Your task. Please return, with no alterations, the lines below from the very first through the one that contains "module carries that".

[Stored data]
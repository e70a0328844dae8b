//! Binding from loop-range expressions to their resolved iteration calls.
//!
//! The frontend resolves each `for` loop's range expression to a concrete
//! `next()` call before code generation starts. This module carries that
//! binding across to the backend and answers the one question it has:
//! what element type does the loop iterate over.

use std::collections::HashMap;

use serde::{Deserialize, Serialize};
use tracing::debug;

use crate::descriptors::{Callable, TypeRef};
use crate::InternalError;

/// Identifies an expression in the frontend's tree.
#[derive(Debug, Clone, Copy, PartialEq, Eq, Hash, Serialize, Deserialize)]
#[serde(transparent)]
pub struct ExprId(pub u32);

impl std::fmt::Display for ExprId {
    fn fmt(&self, f: &mut std::fmt::Formatter<'_>) -> std::fmt::Result {
        write!(f, "{}", self.0)
    }
}

/// The part of a resolved `for` statement the backend consumes.
#[derive(Debug, Clone, Copy, PartialEq, Eq)]
pub struct ForLoopHeader {
    /// The loop-range expression. Absent only when the frontend recovered
    /// from a syntax error, in which case codegen must not run at all.
    pub loop_range: Option<ExprId>,
}

/// Resolver state mapping loop-range expressions to their `next()` calls.
#[derive(Debug, Default)]
pub struct BindingContext {
    next_calls: HashMap<ExprId, Callable>,
}

impl BindingContext {
    pub fn new() -> Self {
        Self::default()
    }

    /// Record the resolved `next()` call for a loop-range expression.
    pub fn record_next_call(&mut self, expr: ExprId, call: Callable) {
        self.next_calls.insert(expr, call);
    }

    pub fn next_call(&self, expr: ExprId) -> Option<&Callable> {
        self.next_calls.get(&expr)
    }
}

/// Element type a `for` loop iterates over: the declared return type of the
/// range expression's resolved `next()` call.
///
/// The caller has already validated the loop's shape, so a missing range
/// expression or binding means an invariant broke upstream. That aborts
/// compilation of the unit instead of guessing a type.
pub fn loop_element_type<'a>(
    binding: &'a BindingContext,
    for_loop: &ForLoopHeader,
) -> Result<&'a TypeRef, InternalError> {
    let expr = for_loop.loop_range.ok_or(InternalError::MissingLoopRange)?;
    match binding.next_call(expr) {
        Some(call) => Ok(&call.return_type),
        None => {
            debug!(expr = expr.0, "loop range has no resolved next() call");
            Err(InternalError::MissingNextCall(expr))
        }
    }
}
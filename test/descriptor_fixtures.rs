//! Descriptor snapshots round-tripped through JSON.
//!
//! A frontend running in another process hands symbol-table snapshots over
//! as JSON; these tests pin the wire shape and check that deserialized
//! descriptors classify the same as ones built in-process.

use range_codegen::{builtins, calls, classify, Callable, ElementKind, RangeFamily, TypeRef};

#[test]
fn test_type_snapshot_classifies_after_deserialization() {
    let snapshot = r#"
        {
            "declaration": {
                "name": "IntRange",
                "container": { "Package": "kotlin.ranges" },
                "kind": "Class"
            }
        }
    "#;
    let ty: TypeRef = serde_json::from_str(snapshot).unwrap();
    assert_eq!(
        classify(&ty),
        Some(RangeFamily::PrimitiveRange(ElementKind::Int))
    );
}

#[test]
fn test_callable_snapshot_with_primitive_kinds() {
    let snapshot = r#"
        {
            "name": "rangeTo",
            "owner": { "Package": "kotlin.ranges" },
            "extension_receiver": {
                "declaration": {
                    "name": "Int",
                    "container": { "Package": "kotlin" },
                    "kind": { "Primitive": "Int" }
                }
            },
            "value_parameters": [
                {
                    "declaration": {
                        "name": "Int",
                        "container": { "Package": "kotlin" },
                        "kind": { "Primitive": "Int" }
                    }
                }
            ],
            "return_type": {
                "declaration": {
                    "name": "IntRange",
                    "container": { "Package": "kotlin.ranges" },
                    "kind": "Class"
                }
            }
        }
    "#;
    let callable: Callable = serde_json::from_str(snapshot).unwrap();
    assert!(calls::is_primitive_number_range_to(&callable));
    assert_eq!(callable.extension_receiver, Some(builtins::int_type()));
}

#[test]
fn test_nullable_flag_survives_the_round_trip() {
    let ty = TypeRef::of(range_codegen::Declaration::class(
        "IntRange",
        builtins::RANGES_PACKAGE,
    ))
    .as_nullable();

    let json = serde_json::to_string(&ty).unwrap();
    let back: TypeRef = serde_json::from_str(&json).unwrap();
    assert_eq!(back, ty);
    assert_eq!(classify(&back), None);
}

#[test]
fn test_member_callable_round_trip() {
    let original = Callable::member(
        range_codegen::Declaration::interface("ClosedRange", builtins::RANGES_PACKAGE),
        "contains",
    )
    .with_parameters(vec![builtins::int_type()]);

    let json = serde_json::to_string(&original).unwrap();
    let back: Callable = serde_json::from_str(&json).unwrap();
    assert_eq!(back, original);
    assert!(calls::is_closed_range_contains(&back));
}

Your response.
repository e70a0328844dae8b
//! Binding from loop-range expressions to their resolved iteration calls.
//!
//! The frontend resolves each `for` loop's range expression to a concrete
//! `next()` call before code generation starts. This module carries that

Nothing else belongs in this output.